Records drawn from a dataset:

use crate::types::AppResult;

pub mod config;

pub enum PrintCommand {
    Config(String),
}

pub async fn execute_print(command: PrintCommand) -> AppResult<()> {
    match command {
        PrintCommand::Config(format) => config::execute(format).await,
    }
}
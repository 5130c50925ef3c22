pub mod print;
pub mod rows;
pub mod totals;

pub use print::execute_print;
pub use rows::execute_rows;
pub use totals::execute_totals;

use crate::core::tree::build_tree_filtered;
use crate::types::config::config;
use crate::types::{Report, ResultNode};

/// Result tree of a report with the configured ignore patterns applied
pub(crate) fn build_report_tree(report: &Report) -> ResultNode {
    let ignored = config().ignore_matcher();
    build_tree_filtered(report, |path| !ignored.is_match(path)).into()
}
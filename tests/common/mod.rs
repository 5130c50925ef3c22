#![allow(dead_code)]

use mewt_report::types::{
    DirectoryResult, FileReport, FileResult, MutantOutcome, MutantStatus, ResultNode, Totals,
};

pub fn outcomes(statuses: &[MutantStatus]) -> Vec<MutantOutcome> {
    statuses.iter().cloned().map(MutantOutcome::new).collect()
}

pub fn file(name: &str, path: &str, statuses: &[MutantStatus]) -> ResultNode {
    FileResult::new(
        name,
        path,
        FileReport {
            language: "js".to_string(),
            source: "const bar = foo();".to_string(),
            mutants: outcomes(statuses),
        },
    )
    .into()
}

pub fn dir(name: &str, path: &str, totals: Totals, children: Vec<ResultNode>) -> ResultNode {
    DirectoryResult::new(name, path, totals, children).into()
}

/// Directory whose totals are aggregated from its children
pub fn dir_of(name: &str, path: &str, children: Vec<ResultNode>) -> ResultNode {
    DirectoryResult::from_children(name, path, children).into()
}

/// Report JSON with files in the given order; statuses are whitespace separated
pub fn report_json(files: &[(&str, &str)]) -> String {
    let files: Vec<String> = files
        .iter()
        .map(|(path, statuses)| {
            let mutants: Vec<String> = statuses
                .split_whitespace()
                .enumerate()
                .map(|(i, status)| {
                    format!(r#"{{ "id": "{i}", "mutatorName": "M", "status": "{status}" }}"#)
                })
                .collect();
            format!(
                r#"{}: {{ "language": "js", "source": "", "mutants": [{}] }}"#,
                serde_json::to_string(path).unwrap(),
                mutants.join(", ")
            )
        })
        .collect();
    format!(
        r#"{{ "schemaVersion": "1.0", "thresholds": {{ "high": 80, "low": 60 }}, "files": {{ {} }} }}"#,
        files.join(", ")
    )
}
use std::path::PathBuf;

use thiserror::Error;

#[derive(Debug, Error)]
pub enum ReportError {
    #[error("Failed to read report {path}: {source}")]
    Io {
        path: PathBuf,
        source: std::io::Error,
    },
    #[error("Malformed report: {0}")]
    Json(#[from] serde_json::Error),
    #[error("Invalid thresholds: low ({low}) and high ({high}) must satisfy 0 <= low <= high <= 100")]
    InvalidThresholds { low: f64, high: f64 },
    #[error("No file or directory at path: {0}")]
    PathNotFound(String),
}

pub type ReportResult<T> = Result<T, ReportError>;

#[derive(Debug, Error)]
pub enum AppError {
    #[error(transparent)]
    Report(#[from] ReportError),
    #[error(transparent)]
    Io(#[from] std::io::Error),
    #[error(transparent)]
    Json(#[from] serde_json::Error),
}

pub type AppResult<T> = Result<T, AppError>;
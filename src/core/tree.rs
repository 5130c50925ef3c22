use std::collections::HashMap;

use log::{debug, warn};

use crate::types::{
    DirectoryResult, FileReport, FileResult, PATH_SEPARATOR, Report, ResultNode, Totals, join_path,
};

/// Display name of the directory that holds every file of a report
pub const ROOT_NAME: &str = "All files";

/// A report file with the part of its path not yet turned into nodes
struct Entry<'a> {
    segments: &'a [String],
    file: &'a FileReport,
}

enum Group<'a> {
    /// Files whose paths normalize to the same name are merged
    File(&'a str, Vec<&'a FileReport>),
    Directory(&'a str, Vec<Entry<'a>>),
}

/// Build the result tree of a report. Directory totals are aggregated from
/// the outcomes of all descendant files, and children keep the order the
/// files appear in the report.
pub fn build_tree(report: &Report) -> DirectoryResult {
    build_tree_filtered(report, |_| true)
}

/// Like [`build_tree`], leaving out files whose normalized path is rejected
/// by `include`
pub fn build_tree_filtered<F>(report: &Report, include: F) -> DirectoryResult
where
    F: Fn(&str) -> bool,
{
    let paths: Vec<(Vec<String>, &FileReport)> = report
        .files
        .iter()
        .filter_map(|(path, file)| {
            let segments = split_path(path);
            if segments.is_empty() {
                warn!("Skipping report file with an empty path: {path:?}");
                return None;
            }
            if !include(&segments.join("/")) {
                debug!("Ignoring report file {path}");
                return None;
            }
            Some((segments, file))
        })
        .collect();

    let entries: Vec<Entry> = paths
        .iter()
        .map(|(segments, file)| Entry {
            segments: segments.as_slice(),
            file: *file,
        })
        .collect();

    let totals = aggregate_entries(&entries);
    let children = build_children("", entries);
    debug!(
        "Built result tree: {} files, {} mutants",
        paths.len(),
        totals.total_mutants()
    );
    DirectoryResult::new(ROOT_NAME, "", totals, children)
}

fn build_children(prefix: &str, entries: Vec<Entry<'_>>) -> Vec<ResultNode> {
    let mut groups: Vec<Group> = Vec::new();
    let mut file_index: HashMap<&str, usize> = HashMap::new();
    let mut dir_index: HashMap<&str, usize> = HashMap::new();
    for entry in entries {
        let Some((head, rest)) = entry.segments.split_first() else {
            continue;
        };
        let head = head.as_str();
        if rest.is_empty() {
            if let Some(&index) = file_index.get(head) {
                warn!(
                    "{} appears more than once in the report; merging its mutants",
                    join_path(prefix, head)
                );
                if let Group::File(_, files) = &mut groups[index] {
                    files.push(entry.file);
                }
                continue;
            }
            if dir_index.contains_key(head) {
                warn_file_dir_conflict(prefix, head);
            }
            file_index.insert(head, groups.len());
            groups.push(Group::File(head, vec![entry.file]));
            continue;
        }

        let rest = Entry {
            segments: rest,
            file: entry.file,
        };
        match dir_index.get(head) {
            Some(&index) => {
                if let Group::Directory(_, members) = &mut groups[index] {
                    members.push(rest);
                }
            }
            None => {
                if file_index.contains_key(head) {
                    warn_file_dir_conflict(prefix, head);
                }
                dir_index.insert(head, groups.len());
                groups.push(Group::Directory(head, vec![rest]));
            }
        }
    }

    groups
        .into_iter()
        .map(|group| match group {
            Group::File(name, files) => {
                FileResult::new(name, join_path(prefix, name), merge_files(&files)).into()
            }
            Group::Directory(name, members) => {
                let path = join_path(prefix, name);
                let totals = aggregate_entries(&members);
                let children = build_children(&path, members);
                DirectoryResult::new(name, path, totals, children).into()
            }
        })
        .collect()
}

fn warn_file_dir_conflict(prefix: &str, name: &str) {
    warn!(
        "{} is both a file and a directory in the report",
        join_path(prefix, name)
    );
}

/// Language and source come from the first file; mutants are concatenated
/// in report order.
fn merge_files(files: &[&FileReport]) -> FileReport {
    let Some((first, rest)) = files.split_first() else {
        return FileReport::default();
    };
    let mut merged = (*first).clone();
    for file in rest {
        merged.mutants.extend(file.mutants.iter().cloned());
    }
    merged
}

fn aggregate_entries(entries: &[Entry<'_>]) -> Totals {
    Totals::aggregate(entries.iter().flat_map(|entry| entry.file.mutants.iter()))
}

/// Split a report path into segments. Backslashes count as separators;
/// empty and `.` segments are dropped.
pub fn split_path(path: &str) -> Vec<String> {
    path.split([PATH_SEPARATOR, '\\'])
        .filter(|segment| !segment.is_empty() && *segment != ".")
        .map(str::to_string)
        .collect()
}
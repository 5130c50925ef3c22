mod common;

use common::outcomes;
use mewt_report::types::{MutantStatus, MutationScore, StatusCategory, Totals};
use pretty_assertions::assert_eq;

fn mixed() -> Vec<MutantStatus> {
    vec![
        MutantStatus::Killed,
        MutantStatus::Killed,
        MutantStatus::Survived,
        MutantStatus::Timeout,
        MutantStatus::NoCoverage,
        MutantStatus::RuntimeError,
        MutantStatus::CompileError,
        MutantStatus::Other("Pending".to_string()),
    ]
}

#[test]
fn test_total_mutants_equals_input_length() {
    for n in 0..mixed().len() {
        let input = outcomes(&mixed()[..n]);
        assert_eq!(Totals::aggregate(&input).total_mutants(), n);
    }
}

#[test]
fn test_detected_undetected_and_errors_partition_the_input() {
    let input = outcomes(&mixed());
    let totals = Totals::aggregate(&input);
    assert_eq!(totals.total_detected(), 3);
    assert_eq!(totals.total_undetected(), 2);
    assert_eq!(totals.total_invalid(), 3);
    assert_eq!(
        totals.total_detected() + totals.total_undetected() + totals.total_invalid(),
        input.len()
    );
    assert_eq!(totals.counts().values().sum::<usize>(), input.len());
}

#[test]
fn test_empty_input_score_is_not_applicable() {
    let totals = Totals::aggregate(&outcomes(&[]));
    assert_eq!(totals.mutation_score(), MutationScore::NotApplicable);
    assert_eq!(totals.mutation_score().value(), None);
    assert_eq!(totals.total_mutants(), 0);
}

#[test]
fn test_counts_cover_the_full_status_set() {
    let totals = Totals::aggregate(&outcomes(&[MutantStatus::Killed]));
    let keys: Vec<StatusCategory> = totals.counts().keys().copied().collect();
    assert_eq!(
        keys,
        vec![
            StatusCategory::Killed,
            StatusCategory::Survived,
            StatusCategory::Timeout,
            StatusCategory::NoCoverage,
            StatusCategory::RuntimeError,
            StatusCategory::CompileError,
            StatusCategory::Other,
        ]
    );
    assert_eq!(totals.count(StatusCategory::Killed), 1);
    assert_eq!(totals.count(StatusCategory::Survived), 0);
}

#[test]
fn test_mutation_score_formula() {
    let totals = Totals::aggregate(&outcomes(&mixed()));
    // 3 detected of 5 valid
    assert_eq!(totals.mutation_score(), MutationScore::Score(60.0));
    assert_eq!(totals.mutation_score().to_string(), "60.00");
    // 3 detected of 4 covered (killed, timeout, survived)
    assert_eq!(
        totals.mutation_score_based_on_covered_code(),
        MutationScore::Score(75.0)
    );
}

#[test]
fn test_aggregation_is_deterministic_and_leaves_input_alone() {
    let input = outcomes(&mixed());
    let before = input.clone();
    let first = Totals::aggregate(&input);
    let second = Totals::aggregate(&input);
    assert_eq!(first, second);
    assert_eq!(input, before);
}

#[test]
fn test_sum_of_parts_equals_whole() {
    let statuses = mixed();
    let (left, right) = statuses.split_at(3);
    let parts = [
        Totals::aggregate(&outcomes(left)),
        Totals::aggregate(&outcomes(right)),
    ];
    let summed: Totals = parts.iter().sum();
    assert_eq!(summed, Totals::aggregate(&outcomes(&statuses)));
}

## ASSIGNED TASK:
In the records above, how many lines contain the word "None"? Give the number alone.

## RESULT BELOW:
4